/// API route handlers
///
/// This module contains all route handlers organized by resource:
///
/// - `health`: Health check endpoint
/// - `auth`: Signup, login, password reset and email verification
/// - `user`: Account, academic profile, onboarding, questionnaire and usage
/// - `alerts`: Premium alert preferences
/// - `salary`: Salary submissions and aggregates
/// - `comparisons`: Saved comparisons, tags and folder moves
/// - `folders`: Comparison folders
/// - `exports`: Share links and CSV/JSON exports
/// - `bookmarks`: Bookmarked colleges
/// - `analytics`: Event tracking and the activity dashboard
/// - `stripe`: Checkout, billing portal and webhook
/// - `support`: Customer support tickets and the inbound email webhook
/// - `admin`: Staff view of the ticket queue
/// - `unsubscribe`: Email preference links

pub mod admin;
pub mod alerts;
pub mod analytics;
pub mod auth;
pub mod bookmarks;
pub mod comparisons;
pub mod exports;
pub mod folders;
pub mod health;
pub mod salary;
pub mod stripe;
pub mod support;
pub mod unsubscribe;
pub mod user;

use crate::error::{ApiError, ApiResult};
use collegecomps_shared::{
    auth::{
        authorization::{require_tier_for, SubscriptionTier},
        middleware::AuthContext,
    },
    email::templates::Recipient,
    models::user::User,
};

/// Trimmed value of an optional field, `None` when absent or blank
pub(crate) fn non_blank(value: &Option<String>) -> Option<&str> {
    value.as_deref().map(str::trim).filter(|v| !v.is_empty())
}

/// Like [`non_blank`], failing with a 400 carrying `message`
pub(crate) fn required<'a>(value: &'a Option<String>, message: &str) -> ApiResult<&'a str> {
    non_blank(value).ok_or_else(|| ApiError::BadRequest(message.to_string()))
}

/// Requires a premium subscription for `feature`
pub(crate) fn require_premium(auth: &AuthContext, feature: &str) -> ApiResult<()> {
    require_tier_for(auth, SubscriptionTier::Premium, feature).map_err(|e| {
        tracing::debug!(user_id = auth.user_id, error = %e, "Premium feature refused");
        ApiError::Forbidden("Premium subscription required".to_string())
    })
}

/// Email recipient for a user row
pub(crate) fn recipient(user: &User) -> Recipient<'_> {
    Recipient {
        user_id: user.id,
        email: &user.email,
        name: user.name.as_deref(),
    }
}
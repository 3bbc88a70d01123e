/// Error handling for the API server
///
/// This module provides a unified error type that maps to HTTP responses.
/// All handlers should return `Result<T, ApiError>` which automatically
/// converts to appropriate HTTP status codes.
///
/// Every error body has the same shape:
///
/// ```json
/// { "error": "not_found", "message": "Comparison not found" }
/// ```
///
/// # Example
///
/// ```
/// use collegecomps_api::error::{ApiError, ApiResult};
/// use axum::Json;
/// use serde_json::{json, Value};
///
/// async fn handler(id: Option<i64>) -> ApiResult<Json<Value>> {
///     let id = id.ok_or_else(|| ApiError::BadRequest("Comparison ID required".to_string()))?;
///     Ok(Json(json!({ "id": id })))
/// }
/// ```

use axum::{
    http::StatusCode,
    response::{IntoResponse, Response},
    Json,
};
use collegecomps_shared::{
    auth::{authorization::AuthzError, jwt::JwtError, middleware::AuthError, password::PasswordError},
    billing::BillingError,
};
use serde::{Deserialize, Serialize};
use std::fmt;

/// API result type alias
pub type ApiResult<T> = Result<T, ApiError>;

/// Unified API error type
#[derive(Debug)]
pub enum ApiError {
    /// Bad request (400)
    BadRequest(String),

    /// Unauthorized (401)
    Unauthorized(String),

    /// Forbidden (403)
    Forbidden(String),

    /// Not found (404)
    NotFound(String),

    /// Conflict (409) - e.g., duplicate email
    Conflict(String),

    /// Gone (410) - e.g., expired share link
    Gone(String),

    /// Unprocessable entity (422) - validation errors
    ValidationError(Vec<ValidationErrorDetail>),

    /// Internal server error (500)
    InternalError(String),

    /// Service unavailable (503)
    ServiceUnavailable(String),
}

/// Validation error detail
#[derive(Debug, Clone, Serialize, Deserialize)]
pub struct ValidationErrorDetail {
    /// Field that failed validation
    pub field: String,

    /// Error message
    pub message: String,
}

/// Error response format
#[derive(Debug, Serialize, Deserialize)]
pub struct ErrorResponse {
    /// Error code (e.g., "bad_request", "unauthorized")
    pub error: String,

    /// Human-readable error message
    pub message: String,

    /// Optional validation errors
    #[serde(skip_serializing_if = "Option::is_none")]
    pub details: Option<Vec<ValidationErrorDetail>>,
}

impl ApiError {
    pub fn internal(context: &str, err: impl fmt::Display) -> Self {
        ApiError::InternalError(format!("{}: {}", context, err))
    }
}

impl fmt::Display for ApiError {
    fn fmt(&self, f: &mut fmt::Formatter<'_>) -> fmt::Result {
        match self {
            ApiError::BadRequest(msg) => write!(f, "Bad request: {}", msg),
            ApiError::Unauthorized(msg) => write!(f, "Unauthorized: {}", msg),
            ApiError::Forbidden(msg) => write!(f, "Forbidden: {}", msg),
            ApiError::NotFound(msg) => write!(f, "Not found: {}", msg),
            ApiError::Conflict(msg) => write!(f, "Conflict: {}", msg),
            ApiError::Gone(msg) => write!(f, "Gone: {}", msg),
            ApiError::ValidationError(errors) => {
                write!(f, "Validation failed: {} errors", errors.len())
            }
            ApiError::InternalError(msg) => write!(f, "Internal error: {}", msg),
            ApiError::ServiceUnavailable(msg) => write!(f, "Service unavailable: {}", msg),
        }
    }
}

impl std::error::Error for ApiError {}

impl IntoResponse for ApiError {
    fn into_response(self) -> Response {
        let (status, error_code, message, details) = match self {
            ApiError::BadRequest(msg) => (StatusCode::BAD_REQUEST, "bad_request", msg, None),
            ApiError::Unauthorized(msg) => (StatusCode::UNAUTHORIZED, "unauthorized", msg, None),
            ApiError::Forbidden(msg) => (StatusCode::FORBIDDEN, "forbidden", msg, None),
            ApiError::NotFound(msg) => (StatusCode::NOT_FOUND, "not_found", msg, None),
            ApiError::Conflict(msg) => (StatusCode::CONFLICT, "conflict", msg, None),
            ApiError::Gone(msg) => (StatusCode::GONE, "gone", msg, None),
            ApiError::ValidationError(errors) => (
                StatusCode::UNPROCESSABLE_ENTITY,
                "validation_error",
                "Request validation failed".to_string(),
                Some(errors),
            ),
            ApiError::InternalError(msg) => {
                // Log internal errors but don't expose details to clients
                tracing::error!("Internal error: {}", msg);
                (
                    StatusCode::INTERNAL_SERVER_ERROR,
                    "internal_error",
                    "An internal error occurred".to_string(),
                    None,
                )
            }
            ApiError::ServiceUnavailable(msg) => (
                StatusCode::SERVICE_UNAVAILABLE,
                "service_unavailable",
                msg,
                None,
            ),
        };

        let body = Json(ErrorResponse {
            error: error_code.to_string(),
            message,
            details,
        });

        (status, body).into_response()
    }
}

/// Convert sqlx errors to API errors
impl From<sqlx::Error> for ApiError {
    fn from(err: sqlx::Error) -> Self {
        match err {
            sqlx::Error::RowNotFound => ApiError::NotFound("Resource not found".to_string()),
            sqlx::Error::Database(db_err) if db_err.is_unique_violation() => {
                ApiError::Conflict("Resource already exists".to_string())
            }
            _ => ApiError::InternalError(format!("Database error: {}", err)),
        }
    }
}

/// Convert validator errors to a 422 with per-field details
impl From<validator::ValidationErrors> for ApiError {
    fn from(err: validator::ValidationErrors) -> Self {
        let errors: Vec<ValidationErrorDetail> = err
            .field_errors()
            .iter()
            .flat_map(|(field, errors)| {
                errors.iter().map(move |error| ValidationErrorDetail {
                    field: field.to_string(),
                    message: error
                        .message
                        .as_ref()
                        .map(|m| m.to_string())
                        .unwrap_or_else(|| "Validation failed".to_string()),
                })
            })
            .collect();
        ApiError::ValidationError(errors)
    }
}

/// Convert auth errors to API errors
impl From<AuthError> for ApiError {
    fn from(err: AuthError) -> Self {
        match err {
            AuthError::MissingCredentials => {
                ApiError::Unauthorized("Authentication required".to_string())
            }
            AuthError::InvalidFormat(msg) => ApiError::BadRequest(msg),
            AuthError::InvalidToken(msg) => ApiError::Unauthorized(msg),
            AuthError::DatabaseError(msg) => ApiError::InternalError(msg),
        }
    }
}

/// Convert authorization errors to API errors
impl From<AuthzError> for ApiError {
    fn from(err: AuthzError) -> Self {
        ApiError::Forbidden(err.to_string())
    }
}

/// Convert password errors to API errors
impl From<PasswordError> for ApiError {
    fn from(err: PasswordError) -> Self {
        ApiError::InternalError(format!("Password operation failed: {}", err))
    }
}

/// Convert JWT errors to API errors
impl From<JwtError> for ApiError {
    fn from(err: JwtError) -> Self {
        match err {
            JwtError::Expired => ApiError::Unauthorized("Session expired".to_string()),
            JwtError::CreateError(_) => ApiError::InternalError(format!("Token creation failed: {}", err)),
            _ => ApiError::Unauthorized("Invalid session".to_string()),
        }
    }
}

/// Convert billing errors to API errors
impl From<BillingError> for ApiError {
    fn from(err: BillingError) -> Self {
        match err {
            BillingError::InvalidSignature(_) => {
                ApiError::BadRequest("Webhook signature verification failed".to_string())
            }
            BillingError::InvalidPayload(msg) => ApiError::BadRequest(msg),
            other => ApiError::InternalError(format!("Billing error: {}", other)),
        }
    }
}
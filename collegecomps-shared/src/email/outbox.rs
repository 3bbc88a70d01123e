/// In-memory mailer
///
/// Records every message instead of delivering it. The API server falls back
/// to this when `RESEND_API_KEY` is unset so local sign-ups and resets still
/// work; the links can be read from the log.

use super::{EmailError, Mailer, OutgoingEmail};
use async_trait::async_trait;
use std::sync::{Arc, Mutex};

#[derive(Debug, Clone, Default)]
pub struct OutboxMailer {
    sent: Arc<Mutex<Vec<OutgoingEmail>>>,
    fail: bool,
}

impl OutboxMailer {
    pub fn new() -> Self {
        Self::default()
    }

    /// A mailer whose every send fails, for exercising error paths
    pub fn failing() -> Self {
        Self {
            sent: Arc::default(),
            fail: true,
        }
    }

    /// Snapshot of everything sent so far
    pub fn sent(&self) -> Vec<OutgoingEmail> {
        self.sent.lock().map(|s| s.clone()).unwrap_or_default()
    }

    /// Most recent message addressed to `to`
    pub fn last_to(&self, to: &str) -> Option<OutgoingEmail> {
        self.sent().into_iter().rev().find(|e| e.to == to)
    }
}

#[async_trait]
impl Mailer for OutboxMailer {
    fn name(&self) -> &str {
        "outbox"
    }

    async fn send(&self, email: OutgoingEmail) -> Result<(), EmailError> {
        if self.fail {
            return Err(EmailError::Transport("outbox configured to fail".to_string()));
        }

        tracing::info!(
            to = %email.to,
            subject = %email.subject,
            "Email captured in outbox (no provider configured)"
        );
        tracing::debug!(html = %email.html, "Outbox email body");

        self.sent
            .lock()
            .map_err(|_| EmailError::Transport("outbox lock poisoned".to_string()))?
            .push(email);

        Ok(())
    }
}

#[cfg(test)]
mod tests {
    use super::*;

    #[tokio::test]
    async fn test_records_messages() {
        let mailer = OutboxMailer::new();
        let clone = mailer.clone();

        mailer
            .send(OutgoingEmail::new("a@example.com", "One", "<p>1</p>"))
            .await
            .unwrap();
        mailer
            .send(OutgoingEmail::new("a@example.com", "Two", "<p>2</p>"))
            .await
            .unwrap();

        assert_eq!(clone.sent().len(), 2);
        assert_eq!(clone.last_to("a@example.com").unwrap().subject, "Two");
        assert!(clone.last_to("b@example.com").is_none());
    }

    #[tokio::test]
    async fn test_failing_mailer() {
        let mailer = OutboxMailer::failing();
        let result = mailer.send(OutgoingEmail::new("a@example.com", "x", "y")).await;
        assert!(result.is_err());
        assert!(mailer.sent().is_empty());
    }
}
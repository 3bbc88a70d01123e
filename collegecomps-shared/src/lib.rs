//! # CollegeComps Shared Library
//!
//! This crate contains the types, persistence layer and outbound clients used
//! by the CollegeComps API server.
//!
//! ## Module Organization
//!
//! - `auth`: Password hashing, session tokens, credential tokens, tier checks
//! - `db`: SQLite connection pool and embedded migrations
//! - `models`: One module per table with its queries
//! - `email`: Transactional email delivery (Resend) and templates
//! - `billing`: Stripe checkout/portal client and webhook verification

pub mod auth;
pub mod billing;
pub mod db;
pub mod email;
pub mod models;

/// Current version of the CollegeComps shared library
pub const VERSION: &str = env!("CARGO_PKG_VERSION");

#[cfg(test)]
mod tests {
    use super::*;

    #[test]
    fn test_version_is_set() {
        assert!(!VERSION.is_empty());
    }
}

++++++++++

• _WHAT YOU WILL DO_:
In the lines above, locate the string "lock". Copy every line where it occurs.

• _EXERCISE SOLUTION_:
        self.sent.lock().map(|s| s.clone()).unwrap_or_default()
            .lock()
            .map_err(|_| EmailError::Transport("outbox lock poisoned".to_string()))?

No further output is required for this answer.